Pena Madura, Sumenep, 9 Maret 2021 – Kepala Badan Perencanaan Pembangunan Daerah (Bappeda) Kabupaten Sumenep, Madura, Jawa Timur, Yayak Nur Wahyudi saat didesak mahasiswa untuk dicopot dari jabatannya, mengaku hanya akan tersenyum.
“Saya hanya tersenyum menanggapi ini,” katanya saat memberikan keterangan pers kepada awak media, Selasa (9/3/2021).
Pernyataan itu disampaikan saat Aliansi Mahasiswa Sumenep (AMS), melakukan aksi demonstrasi ke kantornya, menyuarakan penolakan terhadap rencana pertambangan fosfat.
Mahasiswa menilai Bappeda sudah ada kongkalikong dengan oligarki karena dalam rencana RTRW ada penambahan titik fosfat dari delapan ke 17 titik.
Yayak menjelaskan, jika penambahan menjadi 17 titik fosfat merupakan aspirasi dari masyarakat. Namun saat didesak masyarakat yang mana, masyarakat tersebut ternyata masyarakat pertambangan.
“Memang ada masyarakat pertambangan yang datang diujung dari proses RTRW,” jelas Yayak.
Yayak meyakinkan jika Bappeda Sumenep tidak ada perselingkuhan dengan masyarakat pertambangan. Menurut Yayak awalnya sudah 19 titik yang direview.
“RTRW kita itu sudah 18, 19 sudah diteview, tapi diujung ada masyarakat pertambangan datang mengajukan data. Alhamdulillah, saya yakin potensi yang ada di Sumenep bisa dikembangkan tanpa merusak lingkungan,” tambahnya.
Sebelumnya pada Selasa siang, mahasiswa AMS menggeruduk kantor Bappeda Sumenep. Mereka menyuarakan aspirasinya membawa spanduk besar bertuliskan “Tolak Tambang Fosfat”.

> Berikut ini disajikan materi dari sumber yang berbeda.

#[cfg(test)]
mod test {
    use super::*;
    use crate::element::Element;
    use crate::tnpoint::Selection;
    use crate::treenode::TreeNode;
    use crate::tsort::loc_tree_sort;

    fn emit_sorted<const D: usize>(elems: &[TreeNode<D>], order: u32) -> Vec<TNPoint<D>> {
        let mut points = Vec::new();
        for e in elems {
            Element::new(*e).append_nodes(order, &mut points);
        }
        loc_tree_sort_points(&mut points);
        points
    }

    fn uniform_grid<const D: usize>(depth: u32) -> Vec<TreeNode<D>> {
        let mut cells = vec![TreeNode::<D>::root()];
        for _ in 0..depth {
            cells = cells
                .iter()
                .flat_map(|c| (0..TreeNode::<D>::NUM_CHILDREN).map(|k| c.child_morton(k)))
                .collect();
        }
        loc_tree_sort(&mut cells);
        cells
    }

    #[test]
    fn test_count_instances() {
        let root = TreeNode::<2>::root();
        let mut points = emit_sorted(&[root.child_morton(0), root.child_morton(1)], 1);
        assert_eq!(points.len(), 8);
        let unique = count_instances(&mut points);
        // Two corners are shared between the siblings.
        assert_eq!(unique, 6);
        let live: Vec<_> = points.iter().filter(|p| p.num_instances() > 0).collect();
        assert_eq!(live.len(), 6);
        assert_eq!(
            live.iter().filter(|p| p.num_instances() == 2).count(),
            2
        );
    }

    #[test]
    fn test_single_root_element() {
        // Order 1 on the root octant: the corners of the domain.
        let mut points = emit_sorted(&[TreeNode::<2>::root()], 1);
        let count = count_cg_nodes(&mut points, 1, true);
        assert_eq!(count, 4);
        assert_eq!(
            points
                .iter()
                .filter(|p| p.selection() == Selection::Yes)
                .count(),
            4
        );
        assert!(points.iter().all(|p| p.is_on_domain_boundary()));
    }

    #[test]
    fn test_uniform_grid_3d_order_1() {
        let mut points = emit_sorted(&uniform_grid::<3>(1), 1);
        let count = count_cg_nodes(&mut points, 1, true);
        assert_eq!(count, 27);

        // The center is the only interior node.
        let interior: Vec<_> = points
            .iter()
            .filter(|p| p.selection() == Selection::Yes && !p.is_on_domain_boundary())
            .collect();
        assert_eq!(interior.len(), 1);
        let mid = level_len(1);
        assert_eq!(interior[0].coords(), [mid, mid, mid]);
    }

    #[test]
    fn test_two_siblings_order_3() {
        let root = TreeNode::<2>::root();
        let mut points = emit_sorted(&[root.child_morton(0), root.child_morton(1)], 3);
        let count = count_cg_nodes(&mut points, 3, true);
        // 16 + 16 - 4 shared edge nodes.
        assert_eq!(count, 28);
    }

    #[test]
    fn test_uniform_grid_2d_order_2_closed_form() {
        // L1: sum of Yes over a regular grid equals (k * 2^lev + 1)^D.
        let mut points = emit_sorted(&uniform_grid::<2>(2), 2);
        let count = count_cg_nodes(&mut points, 2, true);
        assert_eq!(count, (2 * 4 + 1) * (2 * 4 + 1));
    }

    #[test]
    fn test_uniform_grid_2d_order_3_closed_form() {
        let mut points = emit_sorted(&uniform_grid::<2>(1), 3);
        let count = count_cg_nodes(&mut points, 3, true);
        assert_eq!(count, (3 * 2 + 1) * (3 * 2 + 1));
    }

    #[test]
    fn test_two_to_one_face_order_2() {
        // Seven coarse leaves plus the refined children of child 0: a 2:1
        // face between the refined region and child 1. The coarse face
        // nodes win; every fine node on the shared face hangs, whether or
        // not it coincides with a coarse position.
        let root = TreeNode::<3>::root();
        let mut elems: Vec<_> = (1..8).map(|k| root.child_morton(k)).collect();
        elems.extend((0..8).map(|k| root.child_morton(0).child_morton(k)));
        let mut points = emit_sorted(&elems, 2);
        count_cg_nodes(&mut points, 2, true);

        let h = level_len(1);
        for p in &points {
            if p.coords()[0] != h || p.is_on_domain_boundary() {
                continue;
            }
            // The face between the refined region and child 1.
            if p.coords()[1] >= h || p.coords()[2] >= h {
                continue;
            }
            if p.level() == 1 {
                assert_eq!(p.selection(), Selection::Yes, "coarse face node {}", p);
            } else {
                assert_eq!(p.selection(), Selection::No, "fine face node {}", p);
            }
        }

        // The coarse face center coincides with fine cell corners; the
        // coarse replica is the one that survives.
        let coincident = [h, h / 2, h / 2];
        let run: Vec<_> = points
            .iter()
            .filter(|p| p.coords() == coincident)
            .collect();
        assert!(run.len() >= 2);
        assert_eq!(
            run.iter()
                .filter(|p| p.selection() == Selection::Yes)
                .count(),
            1
        );
        assert!(run
            .iter()
            .any(|p| p.level() == 1 && p.selection() == Selection::Yes));
        assert!(run
            .iter()
            .all(|p| p.level() != 2 || p.selection() == Selection::No));
    }

    #[test]
    fn test_refined_octant_order_3() {
        // Seven coarse children plus the eight children of child 0. The
        // high-order resolver must mark the coarse face nodes Yes and the
        // contained fine-face nodes No without any coordinate
        // coincidence.
        let root = TreeNode::<3>::root();
        let mut elems: Vec<_> = (1..8).map(|k| root.child_morton(k)).collect();
        let refined = root.child_morton(0);
        elems.extend((0..8).map(|k| refined.child_morton(k)));
        let mut points = emit_sorted(&elems, 3);
        count_cg_nodes(&mut points, 3, true);

        let h = level_len(1);
        for p in &points {
            if p.coords()[0] != h || p.is_on_domain_boundary() {
                continue;
            }
            // Nodes on the plane between the refined region and child 1.
            if p.coords()[1] >= h || p.coords()[2] >= h {
                continue;
            }
            if p.level() == 1 {
                assert_eq!(p.selection(), Selection::Yes, "coarse node {}", p);
            } else {
                assert_eq!(p.selection(), Selection::No, "fine node {}", p);
            }
        }
    }

    #[test]
    fn test_classification_idempotent() {
        let mut points = emit_sorted(&uniform_grid::<2>(2), 2);
        let first = count_cg_nodes(&mut points, 2, true);
        let state: Vec<_> = {
            let mut sorted = points.clone();
            sorted.sort_by(sfc_compare_points);
            sorted.iter().map(|p| (p.coords(), p.level(), p.selection())).collect()
        };

        let second = count_cg_nodes(&mut points, 2, true);
        let state2: Vec<_> = {
            let mut sorted = points.clone();
            sorted.sort_by(sfc_compare_points);
            sorted.iter().map(|p| (p.coords(), p.level(), p.selection())).collect()
        };

        assert_eq!(first, second);
        assert_eq!(state, state2);
    }

    #[test]
    fn test_boundary_closure() {
        let mut points = emit_sorted(&uniform_grid::<2>(2), 1);
        count_cg_nodes(&mut points, 1, true);
        // Every boundary location retains exactly one Yes replica.
        let mut locations: HashMap<[u32; 2], u32> = HashMap::new();
        for p in points.iter().filter(|p| p.is_on_domain_boundary()) {
            let slot = locations.entry(p.coords()).or_insert(0);
            if p.selection() == Selection::Yes {
                *slot += 1;
            }
        }
        assert!(!locations.is_empty());
        assert!(locations.values().all(|&n| n == 1));
    }

    /// Drive the distributed pipeline for two simulated ranks without a
    /// communicator: split a leaf partition, exchange boundary layers by
    /// hand, resolve on both sides.
    fn simulate_two_ranks<const D: usize>(
        elems: &[TreeNode<D>],
        split: usize,
        order: u32,
    ) -> (CgNodes<D>, CgNodes<D>) {
        let part0 = &elems[..split];
        let part1 = &elems[split..];
        let fronts = vec![part0[0], part1[0]];

        let prepare = |part: &[TreeNode<D>]| {
            let mut pts = emit_sorted(part, order);
            count_instances(&mut pts);
            compact_duplicates(&mut pts);
            pts
        };
        let mut p0 = prepare(part0);
        let mut p1 = prepare(part1);

        let to1 = boundary_send_lists(&p0, &fronts, 0);
        let to0 = boundary_send_lists(&p1, &fronts, 1);
        p0.extend_from_slice(&to0[0]);
        p1.extend_from_slice(&to1[1]);

        let info0 = resolve_global(&mut p0, order, 0, &fronts);
        let info1 = resolve_global(&mut p1, order, 1, &fronts);
        (info0, info1)
    }

    #[test]
    fn test_two_rank_ownership_and_reciprocity() {
        for order in [1u32, 2, 3] {
            let elems = uniform_grid::<2>(2);
            let (info0, info1) = simulate_two_ranks(&elems, 8, order);

            // R3: the owned sets partition the global node set.
            let expected = (order as usize * 4 + 1).pow(2);
            assert_eq!(
                info0.owned.len() + info1.owned.len(),
                expected,
                "order {}",
                order
            );

            // R4: no node has two owners.
            let set0: HashSet<_> = info0.owned.iter().map(|p| (p.coords(), p.level())).collect();
            for p in &info1.owned {
                assert!(!set0.contains(&(p.coords(), p.level())));
            }

            // R5: rank 0's send list to rank 1 equals rank 1's ghost list
            // from rank 0, element for element, and vice versa.
            let sends = |info: &CgNodes<2>, to: i32| -> Vec<([u32; 2], u32)> {
                match info.scatter.send_procs.iter().position(|&r| r == to) {
                    None => Vec::new(),
                    Some(k) => {
                        let begin = info.scatter.send_offsets[k] as usize;
                        let end = begin + info.scatter.send_counts[k] as usize;
                        info.scatter.send_ids[begin..end]
                            .iter()
                            .map(|&id| {
                                let n = &info.owned[id as usize];
                                (n.coords(), n.level())
                            })
                            .collect()
                    }
                }
            };
            let ghosts_from = |info: &CgNodes<2>, from: i32| -> Vec<([u32; 2], u32)> {
                info.ghosts
                    .iter()
                    .filter(|g| g.owner() == from)
                    .map(|g| (g.coords(), g.level()))
                    .collect()
            };

            assert_eq!(sends(&info0, 1), ghosts_from(&info1, 0), "order {}", order);
            assert_eq!(sends(&info1, 0), ghosts_from(&info0, 1), "order {}", order);
            assert!(!sends(&info0, 1).is_empty());
        }
    }

    #[test]
    fn test_two_rank_refined_interface() {
        // Rank 0 holds the refined children of child 0, rank 1 the rest.
        let root = TreeNode::<2>::root();
        let mut elems: Vec<_> = (0..4)
            .map(|k| root.child_morton(0).child_morton(k))
            .collect();
        elems.extend((1..4).map(|k| root.child_morton(k)));
        loc_tree_sort(&mut elems);

        let (info0, info1) = simulate_two_ranks(&elems, 4, 2);

        // Global count: the conforming 2:1 quadrant mesh at order 2.
        // Rank boundaries do not change the global node count.
        let mut all = emit_sorted(&elems, 2);
        let serial = count_cg_nodes(&mut all, 2, true);
        assert_eq!(info0.owned.len() + info1.owned.len(), serial);

        // The fine side references coarse face nodes it does not own.
        assert!(!info0.ghosts.is_empty() || !info1.ghosts.is_empty());
    }
}
//! Cooperative cancellation flag shared between a running operation and
//! whoever may supersede it.

use std::sync::Arc;
use std::sync::atomic::{AtomicBool, Ordering};

/// Cloneable cancellation token.
///
/// Cancelling is sticky: once set, every clone observes it. Operations poll
/// [`CancelToken::is_cancelled`] at their checkpoints and bail out quietly.
#[derive(Debug, Clone, Default)]
pub struct CancelToken {
    flag: Arc<AtomicBool>,
}

impl CancelToken {
    pub fn new() -> Self {
        Self::default()
    }

    pub fn cancel(&self) {
        self.flag.store(true, Ordering::SeqCst);
    }

    pub fn is_cancelled(&self) -> bool {
        self.flag.load(Ordering::SeqCst)
    }
}
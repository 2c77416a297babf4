//! Bookmarks: durable references to media outside the package.
//!
//! [`BookmarkProvider`] is the seam for a platform capability store. The
//! default [`PathBookmarks`] encodes the canonical path plus the file's
//! size and modification time; a bookmark resolves as stale once the file
//! changed, and fails once it is gone.

use std::fs;
use std::path::{Path, PathBuf};

use anyhow::{Context, Result, anyhow, bail};
use base64::Engine;
use base64::engine::general_purpose::STANDARD;
use chrono::{DateTime, Utc};
use serde::{Deserialize, Serialize};

#[derive(Debug, Clone, PartialEq, Eq)]
pub struct ResolvedBookmark {
    pub path: PathBuf,
    pub is_stale: bool,
}

pub trait BookmarkProvider: Send + Sync {
    /// Issue a token for `path`. Must survive process restarts.
    fn issue(&self, path: &Path) -> Result<String>;

    /// Resolve a token back to a path.
    fn resolve(&self, token: &str) -> Result<ResolvedBookmark>;
}

const TOKEN_PREFIX: &str = "vvbm1:";

#[derive(Debug, Serialize, Deserialize)]
struct BookmarkData {
    path: PathBuf,
    len: u64,
    modified: Option<DateTime<Utc>>,
}

#[derive(Debug, Default, Clone, Copy)]
pub struct PathBookmarks;

fn file_identity(path: &Path) -> Result<(u64, Option<DateTime<Utc>>)> {
    let meta = fs::metadata(path).with_context(|| format!("stat {}", path.display()))?;
    let modified = meta.modified().ok().map(DateTime::<Utc>::from);
    Ok((meta.len(), modified))
}

impl BookmarkProvider for PathBookmarks {
    fn issue(&self, path: &Path) -> Result<String> {
        let path = fs::canonicalize(path).with_context(|| format!("resolve {}", path.display()))?;
        let (len, modified) = file_identity(&path)?;
        let data = serde_json::to_vec(&BookmarkData { path, len, modified })?;
        Ok(format!("{}{}", TOKEN_PREFIX, STANDARD.encode(data)))
    }

    fn resolve(&self, token: &str) -> Result<ResolvedBookmark> {
        let payload = token
            .strip_prefix(TOKEN_PREFIX)
            .ok_or_else(|| anyhow!("unrecognized bookmark format"))?;
        let bytes = STANDARD.decode(payload).context("corrupt bookmark")?;
        let data: BookmarkData = serde_json::from_slice(&bytes).context("corrupt bookmark")?;

        if !data.path.is_file() {
            bail!("bookmarked file {} no longer exists", data.path.display());
        }
        let (len, modified) = file_identity(&data.path)?;
        Ok(ResolvedBookmark {
            is_stale: len != data.len || modified != data.modified,
            path: data.path,
        })
    }
}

Selain spanduk, beberapa poster juga diacungkan mahasiswa, salah satunya yang berbunyi “Copot Kepala Bappeda”. Ada juga yang berbunyi “Stop Eksploitasi Tanah”.
Korlap aksi AMS, Abd. Basit menjelaskan, kedatangannya tidak lain menolak rencana pertambangan fosfat di Sumenep. Menurutnya Bappeda Sumenep dengan dalih rencana perubahan RTRW tidak berpihak pada rakyat dan hanya menjadi kepanjangan dari oligarki.
“Kami mahasiswa Sumenep menolak pasal 40 ayat dua karena itu bertentangan dengan pasal sebelumnya, yaitu pasal 32. Pasal itu menjelaskan kawasan geologi yang rawan akan bencana alam,” tuturnya.
Mahasiswa menilai, jika 17 titik pertambangan fosfat dalam RTRW yang baru di gol kan, menjadi bukti kebijakan yang akan mengusir rakyat Sumenep dari tanahnya.
Bagaimana tidak, jika pertambangan fosfat dilakukan, petani pasti akan terancam. Kerusakan lingkungan pasti terjadi dan ancaman bencananya sangat tinggi. (Emha/Man).